#### [Task item]
The answer must consist of each line below that contains the string "double".

#### [Available records]
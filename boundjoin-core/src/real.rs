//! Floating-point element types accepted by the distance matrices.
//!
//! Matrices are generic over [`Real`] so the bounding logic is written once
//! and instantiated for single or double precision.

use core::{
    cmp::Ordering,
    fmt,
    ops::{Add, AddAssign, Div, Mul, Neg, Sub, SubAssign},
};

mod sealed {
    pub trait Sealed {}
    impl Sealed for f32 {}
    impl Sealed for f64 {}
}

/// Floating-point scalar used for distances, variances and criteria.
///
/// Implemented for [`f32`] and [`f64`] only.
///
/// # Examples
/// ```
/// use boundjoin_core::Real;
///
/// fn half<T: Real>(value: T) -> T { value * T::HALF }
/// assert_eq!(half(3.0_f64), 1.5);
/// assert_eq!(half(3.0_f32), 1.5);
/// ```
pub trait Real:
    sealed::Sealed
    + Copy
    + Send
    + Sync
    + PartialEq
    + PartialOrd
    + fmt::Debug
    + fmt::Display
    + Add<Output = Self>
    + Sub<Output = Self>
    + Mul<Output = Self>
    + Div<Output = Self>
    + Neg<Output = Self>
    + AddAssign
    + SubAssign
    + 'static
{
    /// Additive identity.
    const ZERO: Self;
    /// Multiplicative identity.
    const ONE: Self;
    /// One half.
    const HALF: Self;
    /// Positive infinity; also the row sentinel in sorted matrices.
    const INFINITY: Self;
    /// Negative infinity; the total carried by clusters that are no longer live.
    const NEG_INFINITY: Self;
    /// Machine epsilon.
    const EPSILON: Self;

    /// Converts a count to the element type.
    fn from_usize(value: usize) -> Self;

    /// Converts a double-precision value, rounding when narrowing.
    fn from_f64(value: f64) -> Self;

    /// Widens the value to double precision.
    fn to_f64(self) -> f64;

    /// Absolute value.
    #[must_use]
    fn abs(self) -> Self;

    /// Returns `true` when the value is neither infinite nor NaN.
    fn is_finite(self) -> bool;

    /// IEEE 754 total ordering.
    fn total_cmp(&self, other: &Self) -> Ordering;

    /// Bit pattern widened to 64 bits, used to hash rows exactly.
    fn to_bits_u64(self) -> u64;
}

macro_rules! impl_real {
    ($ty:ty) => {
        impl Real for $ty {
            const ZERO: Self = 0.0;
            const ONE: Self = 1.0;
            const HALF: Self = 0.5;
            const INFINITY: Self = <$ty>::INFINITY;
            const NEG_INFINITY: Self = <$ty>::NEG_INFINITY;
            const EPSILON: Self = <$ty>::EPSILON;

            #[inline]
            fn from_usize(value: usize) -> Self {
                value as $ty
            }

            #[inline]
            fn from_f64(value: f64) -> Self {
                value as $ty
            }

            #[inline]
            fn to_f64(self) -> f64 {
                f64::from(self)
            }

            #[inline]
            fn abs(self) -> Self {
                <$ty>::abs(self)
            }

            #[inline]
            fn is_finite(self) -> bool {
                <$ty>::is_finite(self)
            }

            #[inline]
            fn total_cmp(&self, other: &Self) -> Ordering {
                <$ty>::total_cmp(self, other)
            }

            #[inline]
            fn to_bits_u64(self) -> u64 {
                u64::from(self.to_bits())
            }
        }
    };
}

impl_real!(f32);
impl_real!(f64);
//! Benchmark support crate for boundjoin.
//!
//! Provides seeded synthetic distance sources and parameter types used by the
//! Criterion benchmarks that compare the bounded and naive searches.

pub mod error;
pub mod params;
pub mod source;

#### [Result for this task]
//! and instantiated for single or double precision.
    /// Converts a double-precision value, rounding when narrowing.
    /// Widens the value to double precision.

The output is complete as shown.